Há um sentido muito especial de realização pessoal em fazer aquilo que se ama e ao mesmo tempo criar coisas novas. Eu gosto muito de saber que contribuo directamente para dezenas de famílias que são sustentadas pelos salários e oportunidades que geramos na U5 Marketing.

Tempo de pandemia pode ser tempo de oportunidade? Esta é uma boa altura para ser empreendedor?

A pandemia trouxe muitas novas oportunidades de negócios e matou algumas também… De tempos em tempos aparece sempre algo para nos lembrar o quão instável é este Mundo. Este é um óptimo momento para criar produtos e serviços adequados à realidade… Entregas, serviços online, arrendamento de equipamentos, comida, aulas online e mais uma infinidade de ofertas que podem gerar muito dinheiro se forem adaptadas às necessidades actuais, que no mundo da gestão se chama “adequação do produto ao mercado”.

Qual é o valor dos empreendedores para a economia do País?

Os empreendedores são os maiores geradores de emprego para qualquer país… São também os maiores geradores de novidades, que faz com que o Mundo evolua. A partir da necessidade de criar novas soluções, surgem evoluções.

A mente empreendedora, aquela que está sempre a avaliar as oportunidades ao redor, é o que movimenta a comunidade, gera riquezas e novidades.

A economia do país depende dos empreendedores e dos donos de negócios, daí a crucial ajuda que os governos estão a dar a estes empresários agora.

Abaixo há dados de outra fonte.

use chrono::{DateTime, Utc};
use orion_error::prelude::*;
use serde::Serialize;
use sqlx::PgPool;
use sqlx::types::Json;
use tokio::sync::broadcast;

use vessel_core::notification::Notification;
use vessel_core::record::VesselRecord;

use crate::error::{RuntimeReason, RuntimeResult};
use crate::metrics::DiscoveryCounts;

/// Default channel capacity for the broadcast fan-out. A lagging subscriber
/// drops messages rather than blocking the sink (§4.7).
pub const BROADCAST_CAPACITY: usize = 1024;

#[derive(Serialize)]
#[serde(rename_all = "camelCase")]
struct NotificationEnvelope<'a> {
    client_id: &'a str,
    notification: &'a Notification,
}

#[derive(Serialize)]
struct VesselUpdateEnvelope<'a> {
    vessel: &'a VesselRecord,
    timestamp: DateTime<Utc>,
}

#[derive(Serialize)]
struct DiscoveryStatsEnvelope<'a> {
    stats: &'a DiscoveryCounts,
    timestamp: DateTime<Utc>,
}

/// Notification Sink (C7): appends notifications to the relational store and
/// fans them (plus vessel updates and discovery stats) out to whichever
/// downstream subscribers are attached via the three named broadcast
/// channels.
pub struct NotificationSink {
    pool: PgPool,
    notifications_tx: broadcast::Sender<String>,
    vessel_updates_tx: broadcast::Sender<String>,
    discovery_stats_tx: broadcast::Sender<String>,
}

impl NotificationSink {
    pub fn new(pool: PgPool) -> Self {
        let (notifications_tx, _) = broadcast::channel(BROADCAST_CAPACITY);
        let (vessel_updates_tx, _) = broadcast::channel(BROADCAST_CAPACITY);
        let (discovery_stats_tx, _) = broadcast::channel(BROADCAST_CAPACITY);
        Self {
            pool,
            notifications_tx,
            vessel_updates_tx,
            discovery_stats_tx,
        }
    }

    pub fn subscribe_notifications(&self) -> broadcast::Receiver<String> {
        self.notifications_tx.subscribe()
    }

    pub fn subscribe_vessel_updates(&self) -> broadcast::Receiver<String> {
        self.vessel_updates_tx.subscribe()
    }

    pub fn subscribe_discovery_stats(&self) -> broadcast::Receiver<String> {
        self.discovery_stats_tx.subscribe()
    }

    /// Append a notification, returning it with server-assigned identity and
    /// timestamps filled in. Callers (the Processor) publish it afterwards.
    pub async fn append(&self, notification: Notification) -> RuntimeResult<Notification> {
        // `id` is a `BIGSERIAL` (`int8`); fetch as `i64` and stringify rather
        // than asking sqlx to decode it straight into `Notification.id`'s
        // `Option<String>`, which it cannot coerce.
        let row: (i64,) = sqlx::query_as(
            r#"
            INSERT INTO notifications
                (client_id, rule_id, type_id, title, message, payload, priority, status, created_at, expires_at)
            VALUES ($1, $2, $3, $4, $5, $6, $7, $8, $9, $10)
            RETURNING id
            "#,
        )
        .bind(&notification.client_id)
        .bind(&notification.rule_id)
        .bind(&notification.type_id)
        .bind(&notification.title)
        .bind(&notification.message)
        .bind(Json(&notification.payload))
        .bind(Json(notification.priority))
        .bind(Json(notification.status))
        .bind(notification.created_at)
        .bind(notification.expires_at)
        .fetch_one(&self.pool)
        .await
        .owe(RuntimeReason::Sink)?;

        Ok(Notification {
            id: Some(row.0.to_string()),
            ..notification
        })
    }

    /// Publish a notification, scoped to its owning `clientId`. Broadcast
    /// failures (no subscribers, or a lagging one) never fail the append —
    /// the notification stays persisted regardless (§4.7).
    pub fn publish_notification(&self, notification: &Notification) {
        let envelope = NotificationEnvelope {
            client_id: &notification.client_id,
            notification,
        };
        self.publish(&self.notifications_tx, &envelope, "notifications");
    }

    pub fn publish_vessel_update(&self, record: &VesselRecord, now: DateTime<Utc>) {
        let envelope = VesselUpdateEnvelope {
            vessel: record,
            timestamp: now,
        };
        self.publish(&self.vessel_updates_tx, &envelope, "vessel-updates");
    }

    pub fn publish_discovery_stats(&self, counts: &DiscoveryCounts, now: DateTime<Utc>) {
        let envelope = DiscoveryStatsEnvelope {
            stats: counts,
            timestamp: now,
        };
        self.publish(&self.discovery_stats_tx, &envelope, "discovery-stats");
    }

    fn publish(&self, channel: &broadcast::Sender<String>, payload: &impl Serialize, name: &str) {
        let json = match serde_json::to_string(payload) {
            Ok(j) => j,
            Err(e) => {
                vn_warn!(res, channel = name, error = %e, "failed to encode broadcast payload");
                return;
            }
        };
        // send() only errors when there are no receivers; that's expected
        // when no downstream delivery layer is attached yet.
        let _ = channel.send(json);
    }
}
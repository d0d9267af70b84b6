use orion_error::{ErrorCode, StructError, UvsReason};

/// Reasons a [`vessel-core`](crate) operation can fail, with stable numeric
/// codes for log correlation across the crate boundary.
#[derive(Debug, Clone, PartialEq, thiserror::Error, derive_more::From)]
pub enum CoreReason {
    #[error("invalid geofence")]
    InvalidGeofence,
    #[error("evaluator error")]
    Evaluator,
    #[error("template render error")]
    Template,
    #[error("{0}")]
    Uvs(UvsReason),
}

impl ErrorCode for CoreReason {
    fn error_code(&self) -> i32 {
        match self {
            Self::InvalidGeofence => 1001,
            Self::Evaluator => 1002,
            Self::Template => 1003,
            Self::Uvs(u) => u.error_code(),
        }
    }
}

pub type CoreError = StructError<CoreReason>;
pub type CoreResult<T> = Result<T, CoreError>;
//! Pure domain types and the evaluator kernel for vessel notification rules.
//!
//! This crate has no I/O: no Kafka, no Redis, no Postgres. Every type here is
//! plain data or a pure function, so the rule logic can be exercised without
//! standing up the runtime.

pub mod discovery;
pub mod error;
pub mod evaluator;
pub mod geofence;
pub mod notification;
pub mod record;
pub mod rule;
pub mod state;

pub use error::{CoreError, CoreReason, CoreResult};
pub use geofence::{Geofence, GeofenceShape};
pub use notification::{Notification, NotificationStatus, Priority};
pub use record::VesselRecord;
pub use rule::{ClientRule, Condition, NotificationType, RuleFilters};
pub use state::{RuleState, TrackedFields};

Qualquer ajuda financeira oferecida para manter as empresas vivas e os empregos activos neste momento é mais barato para o país do que reconstruir tudo do zero.

Como é que a sua experiência contribuiu para dar vida a este livro?

Este livro foi 100% escrito a partir da minha experiência de sair do mundo executivo como ex-director de vendas da Nokia do Brasil para abrir a minha própria empresa com quatro sócios.

Tivemos um grande êxito inicial, facturando alguns milhões logo no início, mas a realidade não tardou a bater à porta…. Fluxo de caixa, gestão de funcionários, salários, regras tributárias, diferenciação de produtos, concorrentes… Tudo aquilo deixou-me bastante desconcertado e eu percebi que não seria tão fácil como falavam nas palestras dos palcos… Daí resolvi contar a minha história e oferecer as minhas dicas, para ajudar. A ideia não é desanimar, mas desiludir…. E ajudar, sempre.